Tepat setelah belokan terakhir dia tidak melihatnya hingga memaksanya tersungkur ke belakang. Pemuda itu mendengar seorang perempuan yang sepertinya juga tertabrak akibat ulahnya. Membelalakan matanya ketika banyak kertas berjatuhan dekat dirinya terjerembab dan juga gadis itu. Dia langsung bangun dan dengan cekatan mulai mengumpulkan kertas-kertas tersebut.
"Wawawawa…maafkan aku!"
Gadis yang menjadi korbannya mulai duduk setelah memegangi kepalanya, "Aduh…eh? Loh, berkasnya!"
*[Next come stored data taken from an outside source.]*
pub use kurbo::{BezPath, Point, Rect};

/// Straight-alpha RGBA8 color.
#[derive(Clone, Copy, Debug, PartialEq, Eq, Hash, serde::Serialize, serde::Deserialize)]
pub struct Rgba8 {
    /// Red channel.
    pub r: u8,
    /// Green channel.
    pub g: u8,
    /// Blue channel.
    pub b: u8,
    /// Alpha channel.
    pub a: u8,
}

impl Rgba8 {
    /// Opaque color from RGB components.
    pub const fn rgb(r: u8, g: u8, b: u8) -> Self {
        Self { r, g, b, a: 255 }
    }

    /// Color from RGBA components.
    pub const fn rgba(r: u8, g: u8, b: u8, a: u8) -> Self {
        Self { r, g, b, a }
    }

    /// Fully transparent black.
    pub const fn transparent() -> Self {
        Self::rgba(0, 0, 0, 0)
    }

    /// Scale alpha by `factor` (clamped to `0..=1`).
    pub fn with_alpha_mul(self, factor: f64) -> Self {
        let a = (f64::from(self.a) * factor.clamp(0.0, 1.0)).round() as u8;
        Self { a, ..self }
    }

    /// Convert into premultiplied RGBA8 bytes.
    pub fn to_premul(self) -> [u8; 4] {
        fn premul(c: u8, a: u8) -> u8 {
            let c = u16::from(c);
            let a = u16::from(a);
            (((c * a) + 127) / 255) as u8
        }

        [
            premul(self.r, self.a),
            premul(self.g, self.a),
            premul(self.b, self.a),
            self.a,
        ]
    }

    /// `#rrggbb` (or `#rrggbbaa` when not opaque).
    pub fn to_hex(self) -> String {
        if self.a == 255 {
            format!("#{:02x}{:02x}{:02x}", self.r, self.g, self.b)
        } else {
            format!(
                "#{:02x}{:02x}{:02x}{:02x}",
                self.r, self.g, self.b, self.a
            )
        }
    }
}

#[cfg(test)]
#[path = "../../tests/unit/foundation/core.rs"]
mod tests;
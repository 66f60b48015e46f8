use super::*;
use crate::worker::protocol::{EXIT_IO, EXIT_PROTOCOL, WorkerLine};
use clap::Parser;
use std::io::Cursor;

const REQUEST: &str = r#"{
    "title": "Worker",
    "series": [{"name": "A", "x_values": [0, 1, 2], "y_values": [1, 3, 2]}]
}"#;

fn args(argv: &[&str]) -> WorkerArgs {
    WorkerArgs::try_parse_from(std::iter::once("chart-worker").chain(argv.iter().copied())).unwrap()
}

fn lines(out: &[u8]) -> Vec<String> {
    String::from_utf8(out.to_vec())
        .unwrap()
        .lines()
        .map(str::to_owned)
        .collect()
}

fn no_input() -> Cursor<Vec<u8>> {
    Cursor::new(Vec::new())
}

#[test]
fn one_shot_prints_success_line_last() {
    let dir = tempfile::tempdir().unwrap();
    let req = dir.path().join("req.json");
    std::fs::write(&req, REQUEST).unwrap();
    let out_dir = dir.path().join("out");

    let mut out = Vec::new();
    let code = run_with_io(
        args(&[
            req.to_str().unwrap(),
            "320",
            "240",
            "72",
            "--output-dir",
            out_dir.to_str().unwrap(),
        ]),
        no_input(),
        &mut out,
    );
    assert_eq!(code, EXIT_OK);

    let lines = lines(&out);
    let last = lines.last().unwrap();
    let WorkerLine::Generated(path) = WorkerLine::classify(last) else {
        panic!("unexpected final line {last:?}");
    };
    assert!(path.starts_with(&out_dir));
    let img = image::open(&path).unwrap();
    assert_eq!((img.width(), img.height()), (320, 240));
}

#[test]
fn one_shot_malformed_request_exits_with_protocol_code() {
    let dir = tempfile::tempdir().unwrap();
    let req = dir.path().join("req.json");
    std::fs::write(&req, "{not json").unwrap();
    let out_dir = dir.path().join("out");

    let mut out = Vec::new();
    let code = run_with_io(
        args(&[req.to_str().unwrap(), "--output-dir", out_dir.to_str().unwrap()]),
        no_input(),
        &mut out,
    );
    assert_eq!(code, EXIT_PROTOCOL);
    assert!(out.is_empty());
    assert!(!out_dir.exists());
}

#[test]
fn one_shot_missing_file_is_io_failure() {
    let dir = tempfile::tempdir().unwrap();
    let mut out = Vec::new();
    let code = run_with_io(
        args(&[
            dir.path().join("absent.json").to_str().unwrap(),
            "--output-dir",
            dir.path().to_str().unwrap(),
        ]),
        no_input(),
        &mut out,
    );
    assert_eq!(code, EXIT_IO);
}

#[test]
fn missing_request_argument_is_usage_error() {
    let mut out = Vec::new();
    assert_eq!(run_with_io(args(&[]), no_input(), &mut out), EXIT_PROTOCOL);
}

#[test]
fn preload_serves_jobs_until_shutdown() {
    let dir = tempfile::tempdir().unwrap();
    let req = dir.path().join("req.json");
    std::fs::write(&req, REQUEST).unwrap();
    let job = RenderJob {
        request_path: req.clone(),
        width: 200,
        height: 150,
        dpi: 72,
    };
    let input = format!(
        "{}\n\nnot a job\n{}\nthis line is never read\n",
        job.to_line().unwrap(),
        SHUTDOWN_COMMAND
    );

    let mut out = Vec::new();
    let code = run_with_io(
        args(&[
            "--preload",
            "--idle-timeout",
            "30",
            "--output-dir",
            dir.path().join("out").to_str().unwrap(),
        ]),
        Cursor::new(input.into_bytes()),
        &mut out,
    );
    assert_eq!(code, EXIT_OK);

    let lines: Vec<WorkerLine> = lines(&out).iter().map(|l| WorkerLine::classify(l)).collect();
    assert_eq!(lines.len(), 3);
    assert_eq!(lines[0], WorkerLine::Ready);
    assert!(matches!(&lines[1], WorkerLine::Generated(p) if p.exists()));
    assert!(matches!(
        &lines[2],
        WorkerLine::Failed { kind: crate::foundation::error::ErrorKind::Protocol, .. }
    ));
}

/// Stdin that never delivers a line within the test's lifetime.
struct Silent;

impl std::io::Read for Silent {
    fn read(&mut self, _buf: &mut [u8]) -> std::io::Result<usize> {
        std::thread::sleep(Duration::from_secs(60));
        Ok(0)
    }
}

#[test]
fn preload_exits_after_idle_window() {
    let dir = tempfile::tempdir().unwrap();
    let mut out = Vec::new();
    let started = Instant::now();
    let code = run_with_io(
        args(&[
            "--preload",
            "--idle-timeout",
            "1",
            "--output-dir",
            dir.path().to_str().unwrap(),
        ]),
        std::io::BufReader::new(Silent),
        &mut out,
    );
    assert_eq!(code, EXIT_OK);
    assert_eq!(lines(&out), [READY_LINE]);
    let elapsed = started.elapsed();
    assert!(elapsed >= Duration::from_secs(1));
    assert!(elapsed < Duration::from_secs(30));
}

#[test]
fn preload_outlives_closed_stdin_until_idle_window() {
    let dir = tempfile::tempdir().unwrap();
    let mut out = Vec::new();
    let started = Instant::now();
    let code = run_with_io(
        args(&[
            "--preload",
            "--idle-timeout",
            "2",
            "--output-dir",
            dir.path().to_str().unwrap(),
        ]),
        no_input(),
        &mut out,
    );
    assert_eq!(code, EXIT_OK);
    assert_eq!(lines(&out), [READY_LINE]);
    let elapsed = started.elapsed();
    assert!(elapsed >= Duration::from_secs(2));
    assert!(elapsed < Duration::from_secs(30));
}
use std::io::{BufRead, Write};
use std::path::PathBuf;
use std::sync::mpsc::{self, RecvTimeoutError};
use std::time::{Duration, Instant};

use crate::foundation::error::{BridgeError, BridgeResult};
use crate::model::request::ChartRequest;
use crate::render::engine::{RenderEngine, default_output_dir};
use crate::worker::cli::{WorkerArgs, parse_dims};
use crate::worker::protocol::{
    EXIT_OK, READY_LINE, RenderJob, SHUTDOWN_COMMAND, exit_code_for, failure_line, success_line,
};

/// Longest idle window honoured; larger values are clamped.
const MAX_IDLE: Duration = Duration::from_secs(7 * 24 * 3600);

/// Run the worker against the process stdin/stdout and return its exit code.
pub fn run(args: WorkerArgs) -> i32 {
    let input = std::io::BufReader::new(std::io::stdin());
    let mut out = std::io::stdout().lock();
    run_with_io(args, input, &mut out)
}

/// Run the worker with explicit streams. `input` is only read in preload mode.
pub fn run_with_io<R, W>(args: WorkerArgs, input: R, out: &mut W) -> i32
where
    R: BufRead + Send + 'static,
    W: Write,
{
    let output_dir = args.output_dir.clone().unwrap_or_else(default_output_dir);
    let mut engine = RenderEngine::new(output_dir).fast(args.fast);

    let result = if args.preload {
        serve(&args, &mut engine, input, out)
    } else {
        render_once(&args, &mut engine, out)
    };

    match result {
        Ok(()) => EXIT_OK,
        Err(e) => {
            tracing::error!(kind = %e.kind(), "{e}");
            exit_code_for(e.kind())
        }
    }
}

#[tracing::instrument(skip_all, fields(request = ?args.request))]
fn render_once<W: Write>(args: &WorkerArgs, engine: &mut RenderEngine, out: &mut W) -> BridgeResult<()> {
    let Some(path) = &args.request else {
        return Err(BridgeError::protocol(
            "no request file given; usage: chart-worker <request.json> [width height [dpi]] [--fast] | --preload",
        ));
    };
    let dims = parse_dims(&args.dims);
    let started = Instant::now();

    tracing::info!(path = %path.display(), "reading request");
    let req = ChartRequest::from_path(path)?;
    let output = engine.render(&req, dims.width, dims.height, dims.dpi)?;
    write_line(out, &success_line(&output.image_path))?;

    tracing::info!(
        elapsed_ms = started.elapsed().as_millis() as u64,
        "chart generation completed"
    );
    Ok(())
}

#[tracing::instrument(skip_all, fields(idle_timeout = args.idle_timeout))]
fn serve<R, W>(args: &WorkerArgs, engine: &mut RenderEngine, input: R, out: &mut W) -> BridgeResult<()>
where
    R: BufRead + Send + 'static,
    W: Write,
{
    let idle = Duration::from_secs(args.idle_timeout).min(MAX_IDLE);

    if let Err(e) = engine.warm_up() {
        tracing::warn!(error = %e, "warm-up render failed");
    }
    write_line(out, READY_LINE)?;

    let (tx, rx) = mpsc::channel::<String>();
    std::thread::Builder::new()
        .name("chart-worker-stdin".to_owned())
        .spawn(move || {
            for line in input.lines() {
                let Ok(line) = line else {
                    break;
                };
                if tx.send(line).is_err() {
                    break;
                }
            }
        })
        .map_err(|e| BridgeError::io(format!("spawn stdin reader: {e}")))?;

    let mut deadline = Instant::now() + idle;
    loop {
        let remaining = deadline.saturating_duration_since(Instant::now());
        if remaining.is_zero() {
            tracing::info!("idle window elapsed; exiting");
            return Ok(());
        }
        match rx.recv_timeout(remaining) {
            Ok(line) => {
                let line = line.trim();
                if line.is_empty() {
                    continue;
                }
                if line == SHUTDOWN_COMMAND {
                    tracing::info!("shutdown requested");
                    return Ok(());
                }
                let reply = match handle_job(engine, line) {
                    Ok(path) => success_line(&path),
                    Err(e) => {
                        tracing::warn!(kind = %e.kind(), error = %e, "job failed");
                        failure_line(&e)
                    }
                };
                write_line(out, &reply)?;
                deadline = Instant::now() + idle;
            }
            Err(RecvTimeoutError::Timeout) => continue,
            Err(RecvTimeoutError::Disconnected) => {
                // No job can arrive any more; stay up until the idle window closes.
                tracing::info!("stdin closed; waiting out idle window");
                std::thread::sleep(deadline.saturating_duration_since(Instant::now()));
                tracing::info!("idle window elapsed; exiting");
                return Ok(());
            }
        }
    }
}

fn handle_job(engine: &mut RenderEngine, line: &str) -> BridgeResult<PathBuf> {
    let job = RenderJob::parse_line(line)?;
    let req = ChartRequest::from_path(&job.request_path)?;
    let output = engine.render(&req, job.width, job.height, job.dpi)?;
    Ok(output.image_path)
}

fn write_line<W: Write>(out: &mut W, line: &str) -> BridgeResult<()> {
    writeln!(out, "{line}")
        .and_then(|()| out.flush())
        .map_err(|e| BridgeError::io(format!("write stdout: {e}")))
}

#[cfg(test)]
#[path = "../../tests/unit/worker/run.rs"]
mod tests;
Gadis tadi mulai panik, ikut mengumpulkan kertas yang sudah berceceran tanpa ada rasa kesal pada seorang pemuda yang sudah membuatnya terjatuh.
"Sekali lagi aku minta maaf! Aku selalu ceroboh…Uuuuu." Meski sudah selesai mengumpulkan, pemuda itu terlihat ingin menangis sambil membungkuk beberapa kali. Gadis yang menjadi korban tadi hanya bisa tersenyum, "Tidak apa-apa, lain kali hati-hati ya! Memangnya kenapa kok sepertinya kamu terburu-buru begitu?"
Pemuda tadi sedikit terperangah dengan senyum gadis dihadapannya namun tersadar sedetik kemudian, "Eh…oh! Aku harus mengambil kamera ku yang tertinggal di kelas. Aku harus menyerahkan memory card yang ada di kamera itu untuk perlombaan fotografi. Kalau terlambat mungkin aku tidak akan bisa mengikuti lomba itu!"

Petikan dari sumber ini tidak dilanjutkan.